Apesar da taxa de desmatamento na Amazônia ter caído em 30% entre o período de julho de 2004 a julho deste ano, de acordo com os dados anunciados no início deste mês pelo Instituto Nacional de Pesquisas Espaciais (Inpe), a estimativa é que 18,9 mil quilômetros quadrados de florestas tenham sido desmatadas na Amazônia brasileira neste curto período. Entre 2003 e 2004 foram desmatados 27.200 quilômetros quadrados de florestas, o maior índice dos últimos anos. Mas, os números finais ainda não foram totalizados. Foram analisadas pelo Inpe em 2005, 77 imagens de satélite e observados 87% do desmatamento na região. Falta analisar o desmatamento por unidades e por municípios.

A diretora do Museu Paraense Emílio Goeldi, Ima Célia Vieira, corrobora com a corrente científica de que se o desmatamento não for barrado radicalmente, num futuro não muito distante grande parte da paisagem da Amazônia estará muito modificada. Ela explica que o desmatamento provoca o empobrecimento biótico em grandes proporções. Ou seja, a derrubada da floresta original, a queima das árvores e as sucessivas ações que avançam pela fauna e flora locais diminuem radicalmente as espécies primárias.

Segundo a pesquisadora, estudos científicos realizados por pesquisadores locais, demonstram que a recuperação de áreas florestais desmatadas é muito lenta.

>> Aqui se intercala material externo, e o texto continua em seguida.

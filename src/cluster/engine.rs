//! The per-node engine actor and its public handle.
//!
//! [`Engine::start`] recovers persisted state, builds the protocol cores and
//! spawns a single actor task that owns all of them. Everything reaches the
//! actor as a message: admin commands from [`EngineHandle`], decoded envelopes
//! from the per-link reader tasks and ticks from the background tickers.
//! Election, agreement-round, replication and checkpoint-fetch timeouts are
//! deadlines kept inside the actor.
//!
//! ```text
//!  EngineHandle ──commands──┐
//!  link readers ──inbox─────┼──▶ actor ──frames──▶ Transport
//!  tickers ─────ticks───────┘      │
//!                                  ├──▶ watch (membership, election)
//!                                  ├──▶ broadcast (EngineEvent)
//!                                  └──▶ StateStore
//! ```
//!
//! Per step the actor: merges the envelope clock, feeds the relevant core,
//! persists whatever must survive a restart, then stamps and sends the
//! outbound messages the core produced.

use std::collections::{BTreeMap, BTreeSet, HashMap, VecDeque};
use std::sync::Arc;
use std::time::Duration;

use bytes::BytesMut;
use tokio::sync::{broadcast, mpsc, oneshot, watch};
use tokio::time::Instant;
use tokio_util::sync::CancellationToken;
use tracing::{debug, error, info, warn};

use super::background_tasks::{BackgroundTaskRegistry, TaskStatus};
use super::byzantine::{AgreementId, AgreementStep, ByzantineDetector, Observation, Verdict, VerdictRecord};
use super::checkpoint::{Checkpoint, CheckpointInfo, CheckpointState, ReplicationLog, ResourceOwnership};
use super::config::{EngineConfig, ResourceProtocol};
use super::election::{ElectionCore, ElectionState, PersistedElection, Role};
use super::events::EngineEvent;
use super::failure_detector::{FailureDetector, PeerHealth};
use super::membership::{MemberStatus, MembershipSnapshot, MembershipStore};
use super::metrics;
use super::retry::{self, ElectionBackoff};
use super::ricart_agrawala::RicartAgrawala;
use super::storage::{CheckpointManifest, StateStore};
use super::suzuki_kasami::{SuzukiKasami, TokenDelivery};
use super::transport::{InMemoryNetwork, InboundLink, LinkAcceptor, Transport};
use super::vector_clock::{CausalEvent, CausalHistory, LocalClock};
use crate::constants::{COMMAND_CHANNEL_CAPACITY, EVENT_CHANNEL_CAPACITY, INBOX_CHANNEL_CAPACITY};
use crate::error::{CoordError, Result};
use crate::protocol::{Envelope, Message, Outbound, encode_frame, try_decode};
use crate::types::{CheckpointSeq, MembershipVersion, NodeId, Term};
//! plugup - update checks for GitHub-hosted WordPress plugins.

use std::process::ExitCode;

use clap::Parser;
use plugup_platform::AppPaths;

mod cli;
mod commands;
mod error;
mod logging;
mod settings;

use crate::error::AppError;
use crate::settings::Settings;

fn load_settings(cli: &cli::Cli, paths: Option<&AppPaths>) -> Result<Settings, AppError> {
    match (&cli.config, paths) {
        (Some(path), _) => Settings::load_from(path),
        (None, Some(paths)) => Settings::load(paths),
        (None, None) => Ok(Settings::default()),
    }
}

#[tokio::main]
async fn main() -> ExitCode {
    let cli = cli::Cli::parse();

    let paths = AppPaths::new()
        .inspect_err(|e| eprintln!("plugup: {e}, using default settings"))
        .ok();

    let settings = match load_settings(&cli, paths.as_ref()) {
        Ok(settings) => settings,
        Err(e) => {
            eprintln!("plugup: {e}");
            return ExitCode::FAILURE;
        }
    };

    logging::init_logging(
        paths.as_ref().map(|paths| paths.log_file.as_path()),
        cli.verbose || settings.debug_logging,
        settings.max_log_size_bytes,
    );

    match commands::run(cli.command, &settings).await {
        Ok(()) => ExitCode::SUCCESS,
        Err(e) => {
            log::error!("{e}");
            ExitCode::FAILURE
        }
    }
}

Seriam necessários cerca de 200 a 250 anos para se recuperar a recomposição florística de uma floresta tropical, mas mesmo assim, os cientistas não têm idéia de como seriam as novas espécies animais. Sabe-se, explica a diretora do Emílio Goeldi, que haveria uma vegetação mais herbácea e mais rasteira, como as gramíneas e com raras espécies lenhosas como as atuais.

Ima Vieira também alerta que se continuar este padrão de mecanização da agricultura como está sendo feito hoje, a mudança da paisagem da Amazônia será ainda pior. É que as máquinas agrícolas removem e impactam muito o solo, afetando o banco de sementes depositadas pelas espécies na terra, reduzindo bruscamente o brotamento destas espécies. Com isto, a vegetação ficará ainda mais rala e empobrecida.

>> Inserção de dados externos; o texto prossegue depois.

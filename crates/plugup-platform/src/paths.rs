use std::path::{Path, PathBuf};
use thiserror::Error;

const APP_DIR: &str = "plugup";

#[derive(Debug, Clone, Copy, PartialEq, Eq, Error)]
pub enum AppPathsError {
    #[error("no config directory on this platform")]
    ConfigDirUnavailable,
    #[error("no state or data directory on this platform")]
    LogDirUnavailable,
}

/// Where plugup reads its settings and appends its debug log.
#[derive(Debug, Clone, PartialEq, Eq)]
pub struct AppPaths {
    pub settings_file: PathBuf,
    pub log_file: PathBuf,
}

impl AppPaths {
    /// Resolves plugup's files for the current user.
    ///
    /// The log goes to the XDG state directory where the platform has one
    /// and to the local data directory otherwise.
    ///
    /// # Errors
    /// Returns an error when the platform reports no config directory or no
    /// directory to keep the log in.
    pub fn new() -> Result<Self, AppPathsError> {
        let config_base = dirs::config_dir().ok_or(AppPathsError::ConfigDirUnavailable)?;
        let log_base = dirs::state_dir()
            .or_else(dirs::data_local_dir)
            .ok_or(AppPathsError::LogDirUnavailable)?;
        Ok(Self::under(&config_base, &log_base))
    }

    #[must_use]
    pub fn under(config_base: &Path, log_base: &Path) -> Self {
        Self {
            settings_file: config_base.join(APP_DIR).join("settings.json"),
            log_file: log_base.join(APP_DIR).join("debug.log"),
        }
    }
}
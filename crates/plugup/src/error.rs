#[derive(Debug, Clone, PartialEq, Eq)]
pub enum AppErrorDetail {
    Message(String),
    Io {
        kind: std::io::ErrorKind,
        message: String,
    },
    Source(plugup_core::SourceError),
}

impl std::fmt::Display for AppErrorDetail {
    fn fmt(&self, f: &mut std::fmt::Formatter<'_>) -> std::fmt::Result {
        match self {
            Self::Message(message) => write!(f, "{message}"),
            Self::Io { kind, message } => write!(f, "{kind}: {message}"),
            Self::Source(error) => write!(f, "{error}"),
        }
    }
}

impl From<String> for AppErrorDetail {
    fn from(value: String) -> Self {
        Self::Message(value)
    }
}

impl From<&str> for AppErrorDetail {
    fn from(value: &str) -> Self {
        Self::Message(value.to_string())
    }
}

impl From<std::io::Error> for AppErrorDetail {
    fn from(error: std::io::Error) -> Self {
        Self::Io {
            kind: error.kind(),
            message: error.to_string(),
        }
    }
}

impl From<serde_json::Error> for AppErrorDetail {
    fn from(value: serde_json::Error) -> Self {
        Self::Message(value.to_string())
    }
}

impl From<plugup_core::SourceError> for AppErrorDetail {
    fn from(value: plugup_core::SourceError) -> Self {
        Self::Source(value)
    }
}

#[derive(Debug, Clone, PartialEq, Eq)]
pub enum AppError {
    SettingsLoadFailed {
        path: String,
        details: AppErrorDetail,
    },
    SettingsInvalid {
        reason: String,
    },
    InputReadFailed {
        input: String,
        details: AppErrorDetail,
    },
    OutputWriteFailed {
        output: String,
        details: AppErrorDetail,
    },
    HttpClientUnavailable {
        details: AppErrorDetail,
    },
}

impl AppError {
    pub fn settings_load_failed(path: impl Into<String>, details: impl Into<AppErrorDetail>) -> Self {
        Self::SettingsLoadFailed {
            path: path.into(),
            details: details.into(),
        }
    }

    pub fn settings_invalid(reason: impl Into<String>) -> Self {
        Self::SettingsInvalid {
            reason: reason.into(),
        }
    }

    pub fn input_read_failed(input: impl Into<String>, details: impl Into<AppErrorDetail>) -> Self {
        Self::InputReadFailed {
            input: input.into(),
            details: details.into(),
        }
    }

    pub fn output_write_failed(
        output: impl Into<String>,
        details: impl Into<AppErrorDetail>,
    ) -> Self {
        Self::OutputWriteFailed {
            output: output.into(),
            details: details.into(),
        }
    }

    pub fn http_client_unavailable(details: impl Into<AppErrorDetail>) -> Self {
        Self::HttpClientUnavailable {
            details: details.into(),
        }
    }
}

impl std::fmt::Display for AppError {
    fn fmt(&self, f: &mut std::fmt::Formatter<'_>) -> std::fmt::Result {
        match self {
            Self::SettingsLoadFailed { path, details } => {
                write!(f, "Failed to load settings from {path}: {details}")
            }
            Self::SettingsInvalid { reason } => write!(f, "Invalid settings: {reason}"),
            Self::InputReadFailed { input, details } => {
                write!(f, "Failed to read {input}: {details}")
            }
            Self::OutputWriteFailed { output, details } => {
                write!(f, "Failed to write {output}: {details}")
            }
            Self::HttpClientUnavailable { details } => {
                write!(f, "HTTP client unavailable: {details}")
            }
        }
    }
}

impl std::error::Error for AppError {}
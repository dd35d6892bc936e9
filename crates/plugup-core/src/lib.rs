//! Core update detection for GitHub-hosted WordPress plugins.
//!
//! This crate holds everything that is independent of the command line:
//! - Plugin descriptors and the GitHub URL layout derived from them.
//! - `package.json` metadata parsing and lenient version ordering.
//! - The [`ReleaseHost`] capability and its reqwest implementation.
//! - The [`Scanner`], which turns descriptors and installed versions into a
//!   tagged [`ScanReport`].
//! - The host transient model that scan results are merged into.

mod descriptor;
mod metadata;
mod scan;
mod source;
mod transient;
mod version;

/// Plugin descriptors and repository URL layout.
pub use descriptor::{
    DEFAULT_BRANCH, DEFAULT_ORGANIZATION, PluginDescriptor, RAW_CONTENT_HOST, RepositoryLayout,
    WEB_HOST,
};
/// Remote `package.json` model.
pub use metadata::PackageMetadata;
/// Update scanner and its per-plugin outcomes.
pub use scan::{DescriptorReport, InstalledVersions, ScanOutcome, ScanReport, Scanner, UpdateOffer};
/// Remote capability trait and the HTTP-backed implementation.
pub use source::{DEFAULT_MAX_REDIRECTS, HttpOptions, HttpReleaseHost, ReleaseHost, SourceError};
/// Host transient model and merge.
pub use transient::{PluginUpdateRecord, UpdateTransient};
/// Version ordering helpers.
pub use version::{is_newer_version, parse_version};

Gado prejudica equilíbrio ecológico
No Pará, o avanço na floresta para fazer pastos para criar gado é uma das principais causas do desflorestamento. Como a produção de gado vem aumentando a cada ano no Estado, elevando o Pará a segundo maior produtor com um rebanho de quase 20 milhões de reses bovinas, há um grande perigo iminente na atividade. “Criar gado na Amazônia tem um custo ambiental muito alto”, define a pesquisadora.

A quantidade de área desmatada na Amazônia já atinge 60 milhões de hectares, onde parte é produtiva, sendo a maior delas no Estado do Pará para a criação de gado bovino. Outra parte foi abandonada e tende à desertificação. Como a maior parte das terras da região pertence à União, a desordem latifundiária ajuda à devastação sem limites dos chamados produtores, que não medem esforços para desmatar. Boa parte das árvores se transformam em carvão, uma das atividades mais degradantes, tanto para o ser humano quanto para a natureza.

O maior produtor de gado no Pará é o município de São Félix do Xingu, no Sul do Estado, conseqüentemente, também o campeão de queimadas nos últimos anos, comprovadas pelos satélites do Inpe. Esta região, segundo Ima Vieira, apresenta uma floresta exuberante, solo muito rico, mais muito pouco conhecido do ponto de vista científico. A pesquisadora defende, que é necessário que o Zoneamento Econômico e Ecológico (ZEE), elaborado pela administração estadual paraense, crie regras urgentes de ocupação nas áreas onde o desmatamento é desmedido. “É preciso apontar onde pode produzir gado (somente em áreas já alteradas) e as culturas alimentícias porque a segurança alimentar é um fator muito importante neste aspecto”, sustenta.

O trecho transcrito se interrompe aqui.